August, 2020


Focus on the Faith: A Sermon on the Transfiguration

In the Name of the Father and of the Son and of the Holy Spirit.

Today our Lord’s human nature was transfigured by the Holy Spirit, proceeding from the Father, Whose voice witnessed to the Son’s divine nature. We are perhaps reminded of another Feast of the Church taken from the Holy Scriptures, where the divinity of Christ was also witnessed to by the Father and the Spirit proceeding from the Father – Theophany, the Baptism of Christ. Both these feasts have a great prominence in our Church, which has been lost outside Her, where people do not believe in the words of the Holy Scripture, that the Holy Spirit proceeds from God the Father alone.
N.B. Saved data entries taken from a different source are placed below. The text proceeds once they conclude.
//! Strict-Transport-Security header directive helpers
//!
//! The header lives in a virtual host as
//! `header "always" "set" "Strict-Transport-Security" "max-age=<n>"`.
//! Rewrites only touch the `max-age` number; quoting, other directives
//! such as `includeSubDomains` and their order are kept verbatim.

use crate::directive::{DirectiveAccessor, DirectiveLocation, HostPath};
use crate::error::TreeError;

/// Directive carrying response headers
pub const HEADER_DIRECTIVE: &str = "header";

/// Header name, compared case-insensitively
pub const HSTS_HEADER: &str = "Strict-Transport-Security";

/// Directive naming the TLS private key of a host
pub const KEY_FILE_DIRECTIVE: &str = "ssl-certificate-key-file";

/// Header value for a given max-age
pub fn max_age_value(max_age: u64) -> String {
    format!("max-age={}", max_age)
}

/// Arguments of a freshly added HSTS header directive
pub fn header_args(max_age: u64) -> Vec<String> {
    vec![
        "always".to_string(),
        "set".to_string(),
        HSTS_HEADER.to_string(),
        max_age_value(max_age),
    ]
}

/// Locations of the header-name argument of every HSTS header in `host`
///
/// One location per directive, even if a directive repeats the name.
pub fn hsts_headers<T>(tree: &T, host: &HostPath) -> Result<Vec<DirectiveLocation>, TreeError>
where
    T: DirectiveAccessor + ?Sized,
{
    let mut found = tree.find(HEADER_DIRECTIVE, Some(HSTS_HEADER), host)?;
    found.dedup_by_key(|loc| loc.directive);
    Ok(found)
}

/// Whether `host` names a TLS private key
pub fn is_tls_host<T>(tree: &T, host: &HostPath) -> Result<bool, TreeError>
where
    T: DirectiveAccessor + ?Sized,
{
    Ok(!tree.find(KEY_FILE_DIRECTIVE, None, host)?.is_empty())
}

/// Whether `host` uses the given private key
pub fn uses_key_file<T>(tree: &T, host: &HostPath, key_path: &str) -> Result<bool, TreeError>
where
    T: DirectiveAccessor + ?Sized,
{
    Ok(!tree.find(KEY_FILE_DIRECTIVE, Some(key_path), host)?.is_empty())
}

/// Current max-age of a header value
pub fn parse_max_age(value: &str) -> Option<u64> {
    let (_, inner, _) = split_quotes(value);
    inner.split(';').find_map(|part| {
        max_age_span(part).and_then(|(start, end)| part[start..end].parse().ok())
    })
}

/// Replace the max-age number of a header value
///
/// Returns `None` when the value has no `max-age=<digits>` directive.
pub fn rewrite_max_age(value: &str, max_age: u64) -> Option<String> {
    let (open, inner, close) = split_quotes(value);

    let mut replaced = false;
    let parts: Vec<String> = inner
        .split(';')
        .map(|part| match max_age_span(part) {
            Some((start, end)) if !replaced => {
                replaced = true;
                format!("{}{}{}", &part[..start], max_age, &part[end..])
            }
            _ => part.to_string(),
        })
        .collect();

    replaced.then(|| format!("{}{}{}", open, parts.join(";"), close))
}

/// Split surrounding double quotes off a raw argument
fn split_quotes(value: &str) -> (&str, &str, &str) {
    if value.len() >= 2 && value.starts_with('"') && value.ends_with('"') {
        ("\"", &value[1..value.len() - 1], "\"")
    } else {
        ("", value, "")
    }
}

/// Byte range of the digits in a `max-age=<digits>` directive
fn max_age_span(part: &str) -> Option<(usize, usize)> {
    let eq = part.find('=')?;
    if !part[..eq].trim().eq_ignore_ascii_case("max-age") {
        return None;
    }

    let after = &part[eq + 1..];
    let trimmed = after.trim();
    let digits = trimmed
        .strip_prefix('"')
        .and_then(|v| v.strip_suffix('"'))
        .unwrap_or(trimmed);

    if digits.is_empty() || !digits.bytes().all(|b| b.is_ascii_digit()) {
        return None;
    }

    let start = eq + 1 + after.find(digits)?;
    Some((start, start + digits.len()))
}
This Feast shows us firstly that the human and divine natures of Christ are united in One Person, secondly that therefore there is no unity without the Holy Spirit, and thirdly that our Saviour is Lord over Life and Death, for Moses, who died, worships Him, and Elijah, who did not die, also worships Him.
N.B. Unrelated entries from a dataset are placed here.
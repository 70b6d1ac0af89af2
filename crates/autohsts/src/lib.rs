//! AutoHSTS Library
//!
//! Gradual rollout of the `Strict-Transport-Security` header for virtual
//! hosts of a web server whose certificates are renewed automatically.
//!
//! A host starts with a short `max-age`. Each periodic cycle raises it one
//! step along a fixed schedule, at most once per configured frequency. Once
//! the last step is reached, the next successful renewal of the host's
//! certificate makes the value permanent and tracking stops.
//!
//! - **Manager**: [`AutoHsts`] with activate, advance and promote operations
//! - **Collaborators**: [`DirectiveAccessor`], [`ModuleRegistry`],
//!   [`ProgressStore`] and [`Clock`] traits with file-backed implementations
//! - **Renewal**: [`RenewalHooks`] and the background [`RenewalScheduler`]
//!
//! # Example
//!
//! ```ignore
//! use autohsts::{AutoHsts, FileModuleRegistry, FileProgressStore, KdlVhostTree, StepSchedule};
//!
//! let tree = KdlVhostTree::load(Path::new("/etc/autohsts/vhosts.kdl"))?;
//! let modules = FileModuleRegistry::load(Path::new("/etc/autohsts/modules.kdl"))?;
//! let store = FileProgressStore::open(Path::new("/var/lib/autohsts"))?;
//!
//! let mut manager = AutoHsts::new(tree, modules, store, StepSchedule::default());
//! manager.activate(&"example.com".into())?;
//! ```

// ============================================================================
// Module Declarations
// ============================================================================

pub mod clock;
pub mod directive;
pub mod error;
pub mod header;
pub mod manager;
pub mod modules;
pub mod progress;
pub mod renewal;
pub mod schedule;
pub mod scheduler;
pub mod storage;
pub mod vhost_tree;

// ============================================================================
// Public API Re-exports
// ============================================================================

pub use clock::{Clock, SystemClock};
pub use directive::{DirectiveAccessor, DirectiveLocation, HostPath};
pub use error::{HstsError, HstsResult, ModuleError, ScheduleError, StoreError, TreeError};
pub use manager::{
    AdvanceOutcome, AutoHsts, DeployReport, HostStatus, PromoteOutcome, UpdateReport,
};
pub use modules::{FileModuleRegistry, ModuleRegistry};
pub use progress::{MemoryProgressStore, ProgressMap, ProgressRecord, ProgressStore};
pub use renewal::{Lineage, RenewalEvent, RenewalHooks, RenewalOutcome};
pub use schedule::{Step, StepSchedule};
pub use scheduler::RenewalScheduler;
pub use storage::FileProgressStore;
pub use vhost_tree::KdlVhostTree;

pub use autohsts_common::{HostId, LineageId};
//! AutoHSTS and paths KDL parsing.

use anyhow::Result;
use std::path::PathBuf;
use tracing::trace;

use crate::{AutoHstsSettings, PathsConfig};

use super::{get_int_args, get_int_entry, get_string_entry, to_secs};

/// Parse the `autohsts` block
pub fn parse_autohsts_settings(node: &kdl::KdlNode) -> Result<AutoHstsSettings> {
    trace!("Parsing autohsts configuration block");

    let defaults = AutoHstsSettings::default();

    let frequency_secs = match get_int_entry(node, "frequency-secs")? {
        Some(v) => to_secs("frequency-secs", v)?,
        None => defaults.frequency_secs,
    };

    let steps = match get_int_args(node, "steps")? {
        Some(values) => values
            .into_iter()
            .map(|v| to_secs("steps", v))
            .collect::<Result<Vec<_>>>()?,
        None => defaults.steps,
    };

    let permanent_secs = match get_int_entry(node, "permanent-secs")? {
        Some(v) => to_secs("permanent-secs", v)?,
        None => defaults.permanent_secs,
    };

    let settings = AutoHstsSettings {
        frequency_secs,
        steps,
        permanent_secs,
    };

    trace!(
        frequency_secs = settings.frequency_secs,
        step_count = settings.steps.len(),
        permanent_secs = settings.permanent_secs,
        "Parsed autohsts configuration"
    );

    Ok(settings)
}

/// Parse the `paths` block
pub fn parse_paths_config(node: &kdl::KdlNode) -> Result<PathsConfig> {
    trace!("Parsing paths configuration block");

    let defaults = PathsConfig::default();

    Ok(PathsConfig {
        vhosts: get_string_entry(node, "vhosts")
            .map(PathBuf::from)
            .unwrap_or(defaults.vhosts),
        modules: get_string_entry(node, "modules")
            .map(PathBuf::from)
            .unwrap_or(defaults.modules),
        storage: get_string_entry(node, "storage")
            .map(PathBuf::from)
            .unwrap_or(defaults.storage),
    })
}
Today, however, I would like to point out an aspect of this Feast which is often overlooked: Mt Tabor, the ‘mountain’ where the Transfiguration occurred. This Mt Tabor is for us a figure of repentance. We note that, like the disciples, in order for us to see the transfiguration or to hope to be transfigured ourselves, we will first have to climb up, to mount, from our present condition. Otherwise any transfiguration or change for the better in our lives is impossible.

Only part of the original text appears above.